Il y a des jeux qui marquent. Quitte à saborder tout effet de surprise, Xenosaga 3 en fait partie. Si j’osais, je dirais que c’est un monument. Pas seulement du RPG japonais, mais du jeu vidéo dans son ensemble. Le jeu a sa réputation bien sûr, héritée du style inimitable de son géniteur, Tetsuya Takahashi, déjà père du mythique Xenogears. La conclusion de la Xenosaga est-elle difficilement accessible ? Assurément. Bavarde ? C’est certain. Prétentieuse ? Peut-être bien un peu. Mais outre ces caricatures réductrices, n’a-t-on pas affaire à l’apothéose de la plus ambitieuse des épopées vidéoludiques, accompagnée d’un quasi-miracle quand on prend en compte toutes les errances qui ont présidé à son développement ? C’est mon opinion.

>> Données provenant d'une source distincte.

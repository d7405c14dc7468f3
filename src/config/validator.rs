//! Configuration validation.
//!
//! Checks configuration combinations at startup so bad values fail fast
//! with an actionable message instead of surfacing as odd runtime behavior.

use super::AppConfig;
use super::error::{ConfigResult, ConfigurationError};

/// Validates configuration combinations before startup.
#[derive(Debug)]
pub struct ConfigValidator;

impl ConfigValidator {
    /// Validate the entire application configuration.
    ///
    /// Returns `Ok(())` if valid, or a `ConfigurationError` with all issues.
    pub fn validate(config: &AppConfig) -> ConfigResult<()> {
        let mut errors = Vec::new();

        if let Err(e) = Self::validate_sampling(config) {
            errors.push(e);
        }
        if let Err(e) = Self::validate_rate_limit(config) {
            errors.push(e);
        }
        if let Err(e) = Self::validate_circuit_breaker(config) {
            errors.push(e);
        }
        if let Err(e) = Self::validate_providers(config) {
            errors.push(e);
        }
        if let Err(e) = Self::validate_routing(config) {
            errors.push(e);
        }
        if let Err(e) = Self::validate_lifecycle(config) {
            errors.push(e);
        }

        if errors.is_empty() {
            Ok(())
        } else if errors.len() == 1 {
            Err(errors.remove(0))
        } else {
            Err(ConfigurationError::multiple(errors))
        }
    }

    fn validate_sampling(config: &AppConfig) -> ConfigResult<()> {
        let sampling = &config.sampling;

        if sampling.sample_fraction <= 0.0 || sampling.sample_fraction > 1.0 {
            return Err(ConfigurationError::invalid(
                format!(
                    "sampling.sample_fraction is {} but must be in (0, 1]",
                    sampling.sample_fraction
                ),
                "Set HEARTH__SAMPLING__SAMPLE_FRACTION to a fraction like 0.1",
            ));
        }
        if sampling.high_frequency_threshold == 0 {
            return Err(ConfigurationError::invalid(
                "sampling.high_frequency_threshold is 0, which would sample every event",
                "Set HEARTH__SAMPLING__HIGH_FREQUENCY_THRESHOLD to a positive count",
            ));
        }
        if sampling.window_secs == 0 {
            return Err(ConfigurationError::invalid(
                "sampling.window_secs is 0",
                "Set HEARTH__SAMPLING__WINDOW_SECS to a positive number of seconds",
            ));
        }
        Ok(())
    }

    fn validate_rate_limit(config: &AppConfig) -> ConfigResult<()> {
        let limits = &config.rate_limit;

        if limits.requests_per_minute == 0 {
            return Err(ConfigurationError::invalid(
                "rate_limit.requests_per_minute is 0, which blocks all cloud requests",
                "Set HEARTH__RATE_LIMIT__REQUESTS_PER_MINUTE to a positive rate",
            ));
        }
        if limits.burst == 0 {
            return Err(ConfigurationError::invalid(
                "rate_limit.burst is 0",
                "Set HEARTH__RATE_LIMIT__BURST to at least 1",
            ));
        }
        if limits.max_concurrent == 0 {
            return Err(ConfigurationError::invalid(
                "rate_limit.max_concurrent is 0, which blocks all cloud requests",
                "Set HEARTH__RATE_LIMIT__MAX_CONCURRENT to at least 1",
            ));
        }
        Ok(())
    }

    fn validate_circuit_breaker(config: &AppConfig) -> ConfigResult<()> {
        let breaker = &config.circuit_breaker;

        if breaker.failure_threshold == 0 {
            return Err(ConfigurationError::invalid(
                "circuit_breaker.failure_threshold is 0, which opens the circuit immediately",
                "Set HEARTH__CIRCUIT_BREAKER__FAILURE_THRESHOLD to at least 1",
            ));
        }
        if breaker.success_threshold == 0 {
            return Err(ConfigurationError::invalid(
                "circuit_breaker.success_threshold is 0, which would close the circuit \
                without any successful probe",
                "Set HEARTH__CIRCUIT_BREAKER__SUCCESS_THRESHOLD to at least 1",
            ));
        }
        Ok(())
    }

    fn validate_providers(config: &AppConfig) -> ConfigResult<()> {
        if config.cloud.base_url.is_empty() {
            return Err(ConfigurationError::missing_required(
                "cloud.base_url",
                "Cloud inference requests",
                "HEARTH__CLOUD__BASE_URL",
            ));
        }
        if config.local.enabled && config.local.base_url.is_empty() {
            return Err(ConfigurationError::missing_required(
                "local.base_url",
                "Local inference (local.enabled is true)",
                "HEARTH__LOCAL__BASE_URL",
            ));
        }
        Ok(())
    }

    fn validate_routing(config: &AppConfig) -> ConfigResult<()> {
        if config.routing.local_first && !config.local.enabled {
            return Err(ConfigurationError::incompatible(
                "routing.local_first",
                "local.enabled = false",
                "local-first routing needs a local provider; enable local \
                inference or unset routing.local_first",
            ));
        }
        Ok(())
    }

    fn validate_lifecycle(config: &AppConfig) -> ConfigResult<()> {
        if config.lifecycle.inactivity_window_days <= 0 {
            return Err(ConfigurationError::invalid(
                format!(
                    "lifecycle.inactivity_window_days is {}",
                    config.lifecycle.inactivity_window_days
                ),
                "Set HEARTH__LIFECYCLE__INACTIVITY_WINDOW_DAYS to a positive number of days",
            ));
        }
        Ok(())
    }
}

#[cfg(test)]
mod tests {
    use super::*;

    #[test]
    fn test_default_config_validates() {
        assert!(ConfigValidator::validate(&AppConfig::default()).is_ok());
    }

    #[test]
    fn test_sample_fraction_out_of_range_rejected() {
        let mut config = AppConfig::default();
        config.sampling.sample_fraction = 0.0;
        assert!(ConfigValidator::validate(&config).is_err());

        config.sampling.sample_fraction = 1.5;
        assert!(ConfigValidator::validate(&config).is_err());

        config.sampling.sample_fraction = 1.0;
        assert!(ConfigValidator::validate(&config).is_ok());
    }

    #[test]
    fn test_zero_rate_limit_rejected() {
        let mut config = AppConfig::default();
        config.rate_limit.requests_per_minute = 0;
        let err = ConfigValidator::validate(&config).unwrap_err();
        assert!(err.to_string().contains("requests_per_minute"));
    }

    #[test]
    fn test_multiple_errors_collected() {
        let mut config = AppConfig::default();
        config.sampling.sample_fraction = 0.0;
        config.rate_limit.max_concurrent = 0;
        config.circuit_breaker.failure_threshold = 0;

        let err = ConfigValidator::validate(&config).unwrap_err();
        assert_eq!(err.count(), 3);
    }

    #[test]
    fn test_local_first_without_local_provider_rejected() {
        let mut config = AppConfig::default();
        config.routing.local_first = true;

        let err = ConfigValidator::validate(&config).unwrap_err();
        assert!(err.to_string().contains("Incompatible settings"));
        assert!(err.to_string().contains("routing.local_first"));

        config.local.enabled = true;
        assert!(ConfigValidator::validate(&config).is_ok());
    }

    #[test]
    fn test_enabled_local_provider_requires_base_url() {
        let mut config = AppConfig::default();
        config.local.enabled = true;
        config.local.base_url = String::new();

        let err = ConfigValidator::validate(&config).unwrap_err();
        assert!(err.to_string().contains("Missing required"));
        assert!(err.to_string().contains("HEARTH__LOCAL__BASE_URL"));
    }

    #[test]
    fn test_negative_inactivity_window_rejected() {
        let mut config = AppConfig::default();
        config.lifecycle.inactivity_window_days = -1;
        assert!(ConfigValidator::validate(&config).is_err());
    }
}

Xenosaga 3 étant avant tout une conclusion, résumer le début du jeu paraît une initiative un peu vaine. Ceux qui lanceront le jeu sauront très vraisemblablement ce dans quoi ils se lancent et à quoi ils doivent s’attendre, une grande part de l’intérêt et de la richesse de l’expérience Xenosaga venant de son côté… eh bien saga, justement. Le premier élément qui pose les bases de la narration de ce troisième épisode est certainement son introduction in medias res qui nous fait rapidement comprendre que pas mal de choses se sont passées depuis la fin de l’Episode 2. A vrai dire on a un peu l’impression qu’on a zappé un épisode entier, et on ne serait sans doute pas très loin de la réalité.

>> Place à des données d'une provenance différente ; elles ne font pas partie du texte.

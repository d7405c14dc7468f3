//! Approval workflow orchestration.
//!
//! Every change to a managed automation flows through an
//! [`ApprovalWorkflow`]: proposed as pending, resolved by approval or
//! rejection, and interruptible at any point by an emergency stop. The
//! workflow row itself is the audit record; transitions append to it and
//! never erase who did what.

use std::sync::Arc;

use serde::{Deserialize, Serialize};
use uuid::Uuid;

use crate::lifecycle::store::AutomationStore;
use crate::lifecycle::{
    AutomationManagement, ExecutionMetrics, LifecycleError, LifecycleState,
};

/// Kind of change a workflow proposes.
#[derive(Debug, Clone, Copy, PartialEq, Eq, Serialize, Deserialize)]
#[serde(rename_all = "lowercase")]
pub enum WorkflowType {
    /// Activate a newly registered automation.
    Creation,
    /// Modify an existing automation.
    Modification,
    /// Retire an automation.
    Retirement,
}

impl WorkflowType {
    /// String form for logs and persistence.
    #[must_use]
    pub const fn as_str(&self) -> &'static str {
        match self {
            Self::Creation => "creation",
            Self::Modification => "modification",
            Self::Retirement => "retirement",
        }
    }
}

/// Status of a workflow. Approved, rejected, and cancelled are terminal.
#[derive(Debug, Clone, Copy, PartialEq, Eq, Serialize, Deserialize)]
#[serde(rename_all = "lowercase")]
pub enum WorkflowStatus {
    /// Awaiting a decision.
    Pending,
    /// Approved and applied.
    Approved,
    /// Rejected; no change applied.
    Rejected,
    /// Cancelled, including by emergency stop.
    Cancelled,
}

impl WorkflowStatus {
    /// Whether this status ends the workflow.
    #[must_use]
    pub const fn is_terminal(&self) -> bool {
        !matches!(self, Self::Pending)
    }

    /// String form for logs and persistence.
    #[must_use]
    pub const fn as_str(&self) -> &'static str {
        match self {
            Self::Pending => "pending",
            Self::Approved => "approved",
            Self::Rejected => "rejected",
            Self::Cancelled => "cancelled",
        }
    }
}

Il faut dire que Tetsuya Takahashi et développement chaotique, ça va souvent de pair. On ne va pas rappeler ici les aléas du développement de Xenogears et les bizarreries de son deuxième CD. Le vision d’origine de Xenosaga était d’une ambition colossale : sortir six jeux, à raison d’un par an. Le projet était intenable et n’a donc pas tenu. Xenosaga 2 a de plus fait les frais de bisbilles entre éditeur et développeur pour un résultat qui a fortement déçu les joueurs et n’a donc pas vraiment assuré la pérennité de la série. Le troisième épisode, c’est donc le dernier, celui de la dernière chance, celui dans lequel Monolith a dû remâcher et condenser trois à quatre épisodes en une seule conclusion cohérente qui répondrait au maquis presque insondable des innombrables questions laissées en suspens par le début de la série. La tâche était herculéenne, et autant dire que ça et là on voit les coutures : on sent que des éléments manquent ou ont été expédiés trop vite. On peut même déceler assez facilement les grandes transitions entre ce qu’auraient dû être deux jeux différents, voir deux DVDs du même jeu. Mais compte tenu des contraintes, on ne peut qu’être admiratif du résultat obtenu par les équipes de Monolith.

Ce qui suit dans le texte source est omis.